Doomed from the Launch?
With the retail sports betting market in Massachusetts already live and the online sportsbooks less than 10 days from launch, independent consulting firm Eilers & Krejcik Gaming came up with an explanation for why some of the second-tier operators did not apply or have withdrawn applications.
Building its scenario based on PlayMA’s market projections at maturity of $5.7 billion in sports betting handle, the consultancy estimates that to reach profitability each sports betting operator would need between $32 million and $36.6 million in annual revenue.
For the big three players on the US sports betting scene, FanDuel, DraftKings and BetMGM, and several others, including Caesars Sportsbook, which went live ahead of the official market launch, and Barstool Sportsbook, generating such revenue would be easily achievable, for smaller sportsbook operators gaining such a market share is a tough call. Hence, BetRivers did not even bother to apply while others such as bet365 and PointsBet withdrew their applications.
Asked why the sportsbook decided to pull out of the running in the final hour, PointsBet’s director of communications, Patrick Eichner, did not provide a direct answer but rather outlined that the company had elected to “best optimize” the market where it already has operations comprising 13 US jurisdictions and Ontario.
Handling Promotional Write-Offs
There is also one big question mark in the analysis that relates to the handling of promotional write-offs by the State of Massachusetts as it is the biggest uncertainty in PlayMA’s market maturity projections.

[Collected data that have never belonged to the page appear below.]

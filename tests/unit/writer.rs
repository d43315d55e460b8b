//! Saved templates reload to the same variable fields.

use payqr::template::writer::save_template;
use payqr::template::TemplateManager;
use payqr::test_utils::TemplateFixture;

#[test]
fn saved_variable_fields_reload_unchanged() {
    let fixture = TemplateFixture::standard().unwrap();
    let original =
        TemplateManager::load(&fixture.config_path(), &fixture.template_path("default")).unwrap();
    let variable: Vec<_> = original.variable_fields().cloned().collect();

    let copy = fixture.template_path("copy");
    save_template(&copy, &variable).unwrap();

    let reloaded = TemplateManager::load(&fixture.config_path(), &copy).unwrap();
    let reloaded_variable: Vec<_> = reloaded.variable_fields().cloned().collect();

    assert_eq!(reloaded_variable, variable);
    assert_eq!(reloaded.fields(), original.fields());
    assert!(reloaded_variable[0].is_required());
}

Applying a scenario consistent with other states where the promotional deduction is 40% of gross revenue and around 3% of the betting handle, the analysis believes promotional bonus bets have the potential to boost the handle between 2% and 4%, or about $100 million, and based on the national average sportsbook hold of 8%, argues that operators’ revenue could be around $7.9 million higher with the promotional bets included.
The analysis claims that sports betting revenue for the state at market maturity could reach $87 million which is significantly higher than the projected by state lawmakers of $60 million but all would depend on the state’s approach to promotional write-offs.
Room for Thought It remains unclear how the consultancy came up to the conclusion that for smaller operators reaching 7%-8% of market share would be steep especially when 8% is the national average sportsbook hold. Are small sportsbooks doomed elsewhere too?